##### Data shown

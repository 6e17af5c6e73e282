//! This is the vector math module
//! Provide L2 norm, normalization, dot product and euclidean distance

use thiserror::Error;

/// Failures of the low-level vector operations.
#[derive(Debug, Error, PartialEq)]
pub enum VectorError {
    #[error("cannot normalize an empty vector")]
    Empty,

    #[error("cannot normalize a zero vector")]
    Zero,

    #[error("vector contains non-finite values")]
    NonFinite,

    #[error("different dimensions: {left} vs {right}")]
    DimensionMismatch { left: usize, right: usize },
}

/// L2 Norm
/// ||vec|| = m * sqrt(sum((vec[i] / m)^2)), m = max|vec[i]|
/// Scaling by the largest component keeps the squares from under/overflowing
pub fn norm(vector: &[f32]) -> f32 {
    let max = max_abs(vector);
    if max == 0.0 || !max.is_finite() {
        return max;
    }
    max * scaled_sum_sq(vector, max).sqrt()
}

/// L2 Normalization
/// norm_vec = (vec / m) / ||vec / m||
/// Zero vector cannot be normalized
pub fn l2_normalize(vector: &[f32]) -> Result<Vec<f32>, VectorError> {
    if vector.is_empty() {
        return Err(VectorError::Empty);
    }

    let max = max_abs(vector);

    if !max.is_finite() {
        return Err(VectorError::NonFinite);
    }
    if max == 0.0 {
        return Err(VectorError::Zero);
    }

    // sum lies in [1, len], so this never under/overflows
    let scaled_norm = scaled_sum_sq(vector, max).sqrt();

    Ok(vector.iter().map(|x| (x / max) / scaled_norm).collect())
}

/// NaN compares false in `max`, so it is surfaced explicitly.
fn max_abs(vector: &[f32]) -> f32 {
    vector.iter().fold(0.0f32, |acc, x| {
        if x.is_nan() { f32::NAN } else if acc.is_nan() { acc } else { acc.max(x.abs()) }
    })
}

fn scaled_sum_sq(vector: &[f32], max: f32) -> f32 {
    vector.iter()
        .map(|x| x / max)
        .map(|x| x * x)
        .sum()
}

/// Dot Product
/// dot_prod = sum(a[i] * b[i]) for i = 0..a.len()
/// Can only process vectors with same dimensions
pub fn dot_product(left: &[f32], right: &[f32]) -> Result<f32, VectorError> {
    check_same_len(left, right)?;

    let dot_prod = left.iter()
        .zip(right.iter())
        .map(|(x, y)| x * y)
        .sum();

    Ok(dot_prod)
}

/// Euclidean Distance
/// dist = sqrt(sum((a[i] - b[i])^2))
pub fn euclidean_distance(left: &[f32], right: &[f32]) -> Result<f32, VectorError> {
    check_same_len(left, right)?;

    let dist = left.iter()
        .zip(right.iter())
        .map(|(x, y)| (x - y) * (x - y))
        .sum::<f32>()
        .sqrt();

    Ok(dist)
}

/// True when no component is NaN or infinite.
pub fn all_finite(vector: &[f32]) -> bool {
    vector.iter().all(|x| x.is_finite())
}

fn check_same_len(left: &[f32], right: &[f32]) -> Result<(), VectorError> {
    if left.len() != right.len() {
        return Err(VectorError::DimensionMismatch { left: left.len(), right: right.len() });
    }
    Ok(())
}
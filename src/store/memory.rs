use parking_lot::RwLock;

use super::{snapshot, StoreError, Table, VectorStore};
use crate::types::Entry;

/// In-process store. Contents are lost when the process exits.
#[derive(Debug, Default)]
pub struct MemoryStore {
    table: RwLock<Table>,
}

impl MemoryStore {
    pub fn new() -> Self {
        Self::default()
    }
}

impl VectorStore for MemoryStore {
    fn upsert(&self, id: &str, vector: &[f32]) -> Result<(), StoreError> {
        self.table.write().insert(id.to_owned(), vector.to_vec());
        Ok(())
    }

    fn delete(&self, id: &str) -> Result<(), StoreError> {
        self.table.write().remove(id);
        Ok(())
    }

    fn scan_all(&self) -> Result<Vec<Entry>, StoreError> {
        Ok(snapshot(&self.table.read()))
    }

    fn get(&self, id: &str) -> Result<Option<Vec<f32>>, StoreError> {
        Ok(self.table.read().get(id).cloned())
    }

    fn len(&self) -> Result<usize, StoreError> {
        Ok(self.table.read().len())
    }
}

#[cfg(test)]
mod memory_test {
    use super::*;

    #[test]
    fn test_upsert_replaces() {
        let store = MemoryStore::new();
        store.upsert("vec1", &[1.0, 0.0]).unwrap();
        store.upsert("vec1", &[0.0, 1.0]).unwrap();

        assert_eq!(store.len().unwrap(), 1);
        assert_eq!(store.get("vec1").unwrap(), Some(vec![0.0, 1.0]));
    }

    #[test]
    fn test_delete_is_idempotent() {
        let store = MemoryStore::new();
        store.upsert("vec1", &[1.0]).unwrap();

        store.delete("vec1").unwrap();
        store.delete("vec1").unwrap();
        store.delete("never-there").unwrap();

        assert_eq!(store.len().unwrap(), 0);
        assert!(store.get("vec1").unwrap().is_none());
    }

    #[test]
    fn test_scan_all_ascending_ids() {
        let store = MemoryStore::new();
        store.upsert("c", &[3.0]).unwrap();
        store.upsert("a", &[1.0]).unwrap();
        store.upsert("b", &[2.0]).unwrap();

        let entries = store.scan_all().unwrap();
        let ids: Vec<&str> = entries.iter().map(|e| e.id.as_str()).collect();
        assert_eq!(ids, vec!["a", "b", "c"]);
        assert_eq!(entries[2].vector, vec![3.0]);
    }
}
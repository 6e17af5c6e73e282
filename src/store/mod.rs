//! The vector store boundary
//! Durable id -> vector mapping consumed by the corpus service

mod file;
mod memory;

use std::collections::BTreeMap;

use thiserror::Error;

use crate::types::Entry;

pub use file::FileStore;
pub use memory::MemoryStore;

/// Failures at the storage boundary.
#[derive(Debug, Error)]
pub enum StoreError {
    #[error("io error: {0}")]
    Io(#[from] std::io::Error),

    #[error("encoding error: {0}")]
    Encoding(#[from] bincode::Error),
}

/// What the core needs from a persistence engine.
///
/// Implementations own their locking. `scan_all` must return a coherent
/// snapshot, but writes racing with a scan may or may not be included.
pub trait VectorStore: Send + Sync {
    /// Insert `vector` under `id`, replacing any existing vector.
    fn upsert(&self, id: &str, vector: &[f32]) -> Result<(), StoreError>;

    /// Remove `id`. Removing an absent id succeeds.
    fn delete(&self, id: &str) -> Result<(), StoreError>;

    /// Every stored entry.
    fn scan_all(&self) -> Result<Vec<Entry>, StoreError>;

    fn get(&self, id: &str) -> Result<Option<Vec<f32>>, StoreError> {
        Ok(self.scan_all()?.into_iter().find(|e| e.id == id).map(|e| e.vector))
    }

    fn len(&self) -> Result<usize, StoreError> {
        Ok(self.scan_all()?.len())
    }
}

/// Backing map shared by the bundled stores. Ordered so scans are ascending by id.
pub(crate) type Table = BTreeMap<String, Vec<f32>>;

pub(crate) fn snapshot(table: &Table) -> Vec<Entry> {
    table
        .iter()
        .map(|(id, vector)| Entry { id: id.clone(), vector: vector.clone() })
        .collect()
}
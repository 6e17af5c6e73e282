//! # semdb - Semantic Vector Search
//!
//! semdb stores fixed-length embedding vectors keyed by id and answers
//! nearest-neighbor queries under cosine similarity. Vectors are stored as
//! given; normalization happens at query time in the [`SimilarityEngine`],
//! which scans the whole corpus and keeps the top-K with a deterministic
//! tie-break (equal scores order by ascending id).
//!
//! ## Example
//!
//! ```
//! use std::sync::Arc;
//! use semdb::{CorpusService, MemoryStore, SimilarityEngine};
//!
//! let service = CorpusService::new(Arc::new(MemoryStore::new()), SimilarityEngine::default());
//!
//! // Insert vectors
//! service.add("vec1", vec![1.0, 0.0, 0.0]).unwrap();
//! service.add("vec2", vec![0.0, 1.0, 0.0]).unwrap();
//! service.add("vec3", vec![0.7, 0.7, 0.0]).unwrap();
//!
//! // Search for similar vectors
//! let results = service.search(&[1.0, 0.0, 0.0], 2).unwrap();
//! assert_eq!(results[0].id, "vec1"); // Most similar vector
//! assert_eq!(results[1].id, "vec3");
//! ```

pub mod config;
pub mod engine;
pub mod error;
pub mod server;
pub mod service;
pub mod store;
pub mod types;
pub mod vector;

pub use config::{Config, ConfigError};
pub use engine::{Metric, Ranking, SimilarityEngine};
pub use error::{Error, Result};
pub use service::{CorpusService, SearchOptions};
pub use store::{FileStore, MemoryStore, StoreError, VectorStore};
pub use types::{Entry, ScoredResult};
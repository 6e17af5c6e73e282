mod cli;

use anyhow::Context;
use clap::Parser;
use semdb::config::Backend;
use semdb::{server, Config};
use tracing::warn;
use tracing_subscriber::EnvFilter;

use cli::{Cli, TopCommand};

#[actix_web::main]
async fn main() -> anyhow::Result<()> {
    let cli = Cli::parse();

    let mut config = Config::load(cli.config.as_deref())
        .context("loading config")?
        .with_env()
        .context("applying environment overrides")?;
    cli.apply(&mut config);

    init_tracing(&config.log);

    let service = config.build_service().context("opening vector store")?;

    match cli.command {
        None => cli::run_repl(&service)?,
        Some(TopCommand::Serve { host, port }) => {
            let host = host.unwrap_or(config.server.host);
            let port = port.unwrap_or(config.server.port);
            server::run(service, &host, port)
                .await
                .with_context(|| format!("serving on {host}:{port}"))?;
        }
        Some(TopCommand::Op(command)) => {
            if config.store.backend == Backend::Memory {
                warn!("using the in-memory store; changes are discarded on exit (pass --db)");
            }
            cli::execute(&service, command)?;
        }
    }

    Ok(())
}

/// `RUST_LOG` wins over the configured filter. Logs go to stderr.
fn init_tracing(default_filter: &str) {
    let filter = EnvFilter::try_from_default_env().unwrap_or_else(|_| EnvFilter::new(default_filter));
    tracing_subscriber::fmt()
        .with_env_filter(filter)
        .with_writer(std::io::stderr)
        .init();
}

##########

List all lines above in which the string "never" appears.

Task answer -
    // sum lies in [1, len], so this never under/overflows
        store.delete("never-there").unwrap();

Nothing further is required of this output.